Although this book is extremely predictable if you are at all familiar with this fairytale, Meagan Spooner has taken it and tweaked it just enough to keep it interesting. I thought that both Yeva and Beast were incredibly interesting characters! I was invested in them and would honestly have loved a little more backstory to Beast.
Now that I've talked about what I enjoyed, let me jump right into my complaints. Hunted is a book in desperate need of a villain. Not only has the villain been removed from the story, but the urgency has too. Without a time limit on the beast's curse, there's not really anything at stake and the book is incredibly slow as a result. Not even Yeva was in any kind of hurry to break the spell and I was bored to tears. It took me WEEKS to get through Hunted, which is incredibly abnormal. The writing also becomes more flowery as the end approaches, making it even more difficult to slog through an already boring story.
The world building was also severely lacking. Beast's valley is enchanted, can only be found if he wants you to find it, and there's a castle at the center. Yeva lives in a village and then in a cabin in the woods. That is the extent of the world building. Someone just informed me that this book was set in Russia and I had absolutely no idea! After the incredible world building in the Starbound Trilogy, I expected way more.

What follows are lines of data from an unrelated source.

// Copyright (c) 2025, Jason Jenkins
// SPDX-License-Identifier: BSD-3-Clause

//! Main application state and egui App implementation.
//!
//! The app owns the measurement session and the fitted map texture. It
//! loads maps on a background thread and routes toolbar and canvas input
//! into the session.

use crate::config::Settings;
use crate::io::clipboard;
use crate::io::media::{self, CropRect, FittedMap, LoadError, MapSource, IMAGE_EXTENSIONS};
use crate::models::session::{InteractionMode, Placement, Session};
use crate::ui::{canvas, properties, toolbar};
use image::RgbaImage;
use std::sync::mpsc::{channel, Receiver, Sender, TryRecvError};

type LoadResult = Result<FittedMap, LoadError>;

/// Metadata of the map currently on the display surface.
#[derive(Debug, Clone, PartialEq)]
struct MapInfo {
    name: String,
    source_size: (u32, u32),
    crop: CropRect,
}

/// Bookkeeping for the most recent background map load.
///
/// Starting a load drops the receiver of any load still in flight, so only
/// the most recent request can ever be polled.
#[derive(Default)]
struct MapLoader {
    receiver: Option<Receiver<LoadResult>>,
    message: Option<String>,
}

impl MapLoader {
    /// Supersede any pending load and return the sender for a new one.
    fn begin(&mut self, name: &str) -> Sender<LoadResult> {
        let (sender, receiver) = channel();
        self.receiver = Some(receiver);
        self.message = Some(format!("Loading {}...", name));
        sender
    }

    /// Decode and fit `source` on a background thread.
    fn spawn(&mut self, source: MapSource, ctx: &egui::Context) {
        let sender = self.begin(&source.name());
        let ctx = ctx.clone();
        std::thread::spawn(move || {
            let result = media::load_map(&source);
            if sender.send(result).is_ok() {
                ctx.request_repaint();
            } else {
                log::debug!("Discarded superseded load of {}", source.name());
            }
        });
    }

    /// Status text while a load is pending.
    fn message(&self) -> Option<&str> {
        self.message.as_deref()
    }

    /// Take the result of the current load once it has arrived.
    fn poll(&mut self) -> Option<LoadResult> {
        let received = self.receiver.as_ref()?.try_recv();
        match received {
            Ok(result) => {
                self.receiver = None;
                self.message = None;
                Some(result)
            }
            Err(TryRecvError::Empty) => None,
            Err(TryRecvError::Disconnected) => {
                log::error!("Map loader stopped without a result");
                self.receiver = None;
                self.message = None;
                None
            }
        }
    }
}

/// What the UI still has to do after a load was applied.
#[derive(Debug)]
enum LoadOutcome {
    /// Upload this surface as the new map texture.
    Loaded(RgbaImage),
    /// Tell the user the input was not an image.
    Unsupported,
    Failed,
}

/// Apply a finished load to the session and the current map metadata.
///
/// Failures leave both untouched. A successful load replaces the map and
/// resets the measurement while keeping the calibration.
fn apply_load(session: &mut Session, map: &mut Option<MapInfo>, result: LoadResult) -> LoadOutcome {
    let fitted = match result {
        Ok(fitted) => fitted,
        Err(e) if e.is_unsupported() => {
            log::warn!("{}", e);
            return LoadOutcome::Unsupported;
        }
        Err(e) => {
            log::error!("Failed to load map: {}", e);
            return LoadOutcome::Failed;
        }
    };

    log::info!(
        "Loaded map: {} ({}x{}, crop {}x{} at ({}, {}))",
        fitted.name,
        fitted.source_width,
        fitted.source_height,
        fitted.crop.side,
        fitted.crop.side,
        fitted.crop.x,
        fitted.crop.y,
    );

    *map = Some(MapInfo {
        name: fitted.name,
        source_size: (fitted.source_width, fitted.source_height),
        crop: fitted.crop,
    });
    session.map_loaded();
    LoadOutcome::Loaded(fitted.surface)
}

/// Whether this frame's input asks to paste a map.
///
/// egui-winit turns Ctrl/Cmd+V into a `Paste` event when the clipboard also
/// holds text; other backends report the raw key.
fn paste_requested(events: &[egui::Event]) -> bool {
    events.iter().any(|event| match event {
        egui::Event::Paste(_) => true,
        egui::Event::Key {
            key: egui::Key::V,
            pressed: true,
            modifiers,
            ..
        } => modifiers.command,
        _ => false,
    })
}

/// Main application state.
pub struct RangefinderApp {
    settings: Settings,

    /// Calibration points, measurement points and the active placement mode
    session: Session,

    /// Map on the display surface, if any
    map: Option<MapInfo>,

    /// Texture of the fitted map surface
    texture: Option<egui::TextureHandle>,

    /// Raw contents of the reference length field
    reference_input: String,

    /// Most recent background map load
    loader: MapLoader,
}

impl RangefinderApp {
    /// Create a new application instance.
    pub fn new(settings: Settings) -> Self {
        let reference_input = settings.initial_reference_length.clone();
        let mut session = Session::new();
        session.set_reference_length_text(&reference_input);

        Self {
            settings,
            session,
            map: None,
            texture: None,
            reference_input,
            loader: MapLoader::default(),
        }
    }

    /// Decode and fit a map image on a background thread.
    pub fn load_map(&mut self, source: MapSource, ctx: &egui::Context) {
        self.loader.spawn(source, ctx);
    }

    /// Apply a finished background load.
    fn finish_load(&mut self, result: LoadResult, ctx: &egui::Context) {
        match apply_load(&mut self.session, &mut self.map, result) {
            LoadOutcome::Loaded(surface) => {
                let size = [surface.width() as usize, surface.height() as usize];
                let color_image = egui::ColorImage::from_rgba_unmultiplied(size, surface.as_raw());
                self.texture =
                    Some(ctx.load_texture("map_surface", color_image, egui::TextureOptions::LINEAR));
            }
            LoadOutcome::Unsupported => notify("Please select a valid image file."),
            LoadOutcome::Failed => {}
        }
    }

    /// Open the native file picker and load the chosen map.
    fn open_map_dialog(&mut self, ctx: &egui::Context) {
        if let Some(path) = rfd::FileDialog::new()
            .add_filter("Images", IMAGE_EXTENSIONS)
            .pick_file()
        {
            self.load_map(MapSource::Path(path), ctx);
        }
    }

    /// Load an image from the system clipboard.
    fn paste_map(&mut self, ctx: &egui::Context) {
        match clipboard::read_image() {
            Ok(Some(source)) => self.load_map(source, ctx),
            Ok(None) => log::warn!("Pasted data was not a supported image file format"),
            Err(e) => log::error!("Failed to read the clipboard: {}", e),
        }
    }

    /// Load the first dropped file that looks like an image.
    fn handle_dropped_files(&mut self, ctx: &egui::Context) {
        let dropped = ctx.input(|i| i.raw.dropped_files.clone());
        if dropped.is_empty() {
            return;
        }

        let source = dropped.into_iter().find_map(|file| {
            // Native drops carry no MIME type; decoding decides for those.
            if !file.mime.is_empty() && !file.mime.starts_with("image/") {
                return None;
            }
            match (file.path, file.bytes) {
                (Some(path), _) => Some(MapSource::Path(path)),
                (None, Some(bytes)) => Some(MapSource::Bytes {
                    name: if file.name.is_empty() {
                        "dropped image".to_string()
                    } else {
                        file.name
                    },
                    bytes,
                }),
                (None, None) => None,
            }
        });

        match source {
            Some(source) => self.load_map(source, ctx),
            None => log::warn!("Dropped data was not a supported image file format"),
        }
    }
}

/// Blocking user notification.
fn notify(message: &str) {
    let _ = rfd::MessageDialog::new()
        .set_level(rfd::MessageLevel::Warning)
        .set_title("Rangefinder")
        .set_description(message)
        .set_buttons(rfd::MessageButtons::Ok)
        .show();
}

impl eframe::App for RangefinderApp {
    fn update(&mut self, ctx: &egui::Context, _frame: &mut eframe::Frame) {
        // Check for a completed map load
        if let Some(result) = self.loader.poll() {
            self.finish_load(result, ctx);
        }

        // Request repaint if still loading (to update spinner)
        if self.loader.message().is_some() {
            ctx.request_repaint();
        }

        self.handle_dropped_files(ctx);

        // Ctrl/Cmd+V outside the text field pastes a map
        if !ctx.wants_keyboard_input() && ctx.input(|i| paste_requested(&i.events)) {
            self.paste_map(ctx);
        }

        // Top menu bar
        egui::TopBottomPanel::top("menu_bar").show(ctx, |ui| {
            egui::menu::bar(ui, |ui| {
                ui.menu_button("File", |ui| {
                    if ui.button("Open Map...").clicked() {
                        self.open_map_dialog(ctx);
                        ui.close_menu();
                    }
                    ui.separator();
                    if ui.button("Quit").clicked() {
                        ctx.send_viewport_cmd(egui::ViewportCommand::Close);
                    }
                });
                ui.menu_button("Edit", |ui| {
                    if ui.button("Paste Map").clicked() {
                        self.paste_map(ctx);
                        ui.close_menu();
                    }
                });
            });
        });

        // Toolbar
        let toolbar_action = egui::TopBottomPanel::top("toolbar")
            .show(ctx, |ui| {
                toolbar::show(
                    ui,
                    self.session.mode(),
                    &mut self.reference_input,
                    &self.session.calibration().distance_text(),
                )
            })
            .inner;

        match toolbar_action {
            toolbar::ToolbarAction::Arm(mode) => self.session.arm(mode),
            toolbar::ToolbarAction::ReferenceLengthChanged => {
                self.session.set_reference_length_text(&self.reference_input);
            }
            toolbar::ToolbarAction::None => {}
        }

        // Calibration panel (right side)
        egui::SidePanel::right("calibration")
            .default_width(250.0)
            .show(ctx, |ui| {
                let summary = self.map.as_ref().map(|map| properties::MapSummary {
                    name: &map.name,
                    source_size: map.source_size,
                    crop: map.crop,
                });
                properties::show(ui, &self.session, summary);
            });

        // Escape disarms the active placement mode
        if ctx.input(|i| i.key_pressed(egui::Key::Escape)) {
            self.session.arm(InteractionMode::None);
        }

        // Main canvas (center)
        let canvas_action = egui::CentralPanel::default()
            .show(ctx, |ui| {
                if let Some(message) = self.loader.message() {
                    ui.centered_and_justified(|ui| {
                        ui.vertical_centered(|ui| {
                            ui.add_space(20.0);
                            ui.spinner();
                            ui.add_space(10.0);
                            ui.label(
                                egui::RichText::new(message)
                                    .size(16.0)
                                    .color(egui::Color32::from_gray(200)),
                            );
                        });
                    });
                    canvas::CanvasAction::None
                } else {
                    canvas::show(
                        ui,
                        &self.session,
                        &self.settings,
                        self.texture.as_ref(),
                        self.map.as_ref().map(|m| m.name.as_str()),
                    )
                }
            })
            .inner;

        if let canvas::CanvasAction::Click(point) = canvas_action {
            if self.session.click(point) == Placement::NoMap {
                notify("Please load a map image first.");
            }
        }
    }
}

My final huge problem with Hunted is how it takes the tale of Beauty and the Beast and makes it even more creepy than it already was. Sure, we all know that there's a little Stockholm Syndrome happening here and yeah, it's kind of weird for a woman to fall in love with a beast, but it is still a classic and many people find it terribly romantic. In Hunted, Meagan Spooner has likened the relationship to a physically abusive one and it made me feel really skeevy about enjoying the romance. Here's an example taken directly from the text:
Yeva listened in silence, her own thoughts troubled. She'd known other women who'd formed attachments to men who were cruel to them, though she'd never known any in such dire situations. She'd always thought them foolish, weak, lacking in the self-assurance to know they were better than the men whose backhanded compliments made them flush so. But perhaps they were simply in love. Perhaps their hearts had betrayed them, and not their courage.This conversation goes on between Yeva's friend who is voicing her concerns about Yeva's time with the beast, and Yeva who tries to justify his treatment of her with internal dialogue like that quoted above. I mean... I don't know. I'll just let you judge that for yourself.
- ARC pg. 289.
Hunted had the potential to be incredible - just look at the source material - but it fell way short for me. With the removal of all urgency the story dragged on forever and the romance creeped me out. I also found the ending to be pretty anti-climactic. The only thing I liked about this book was the characters and the parts that were pasted directly from the original. Sadly, this just wasn't for me.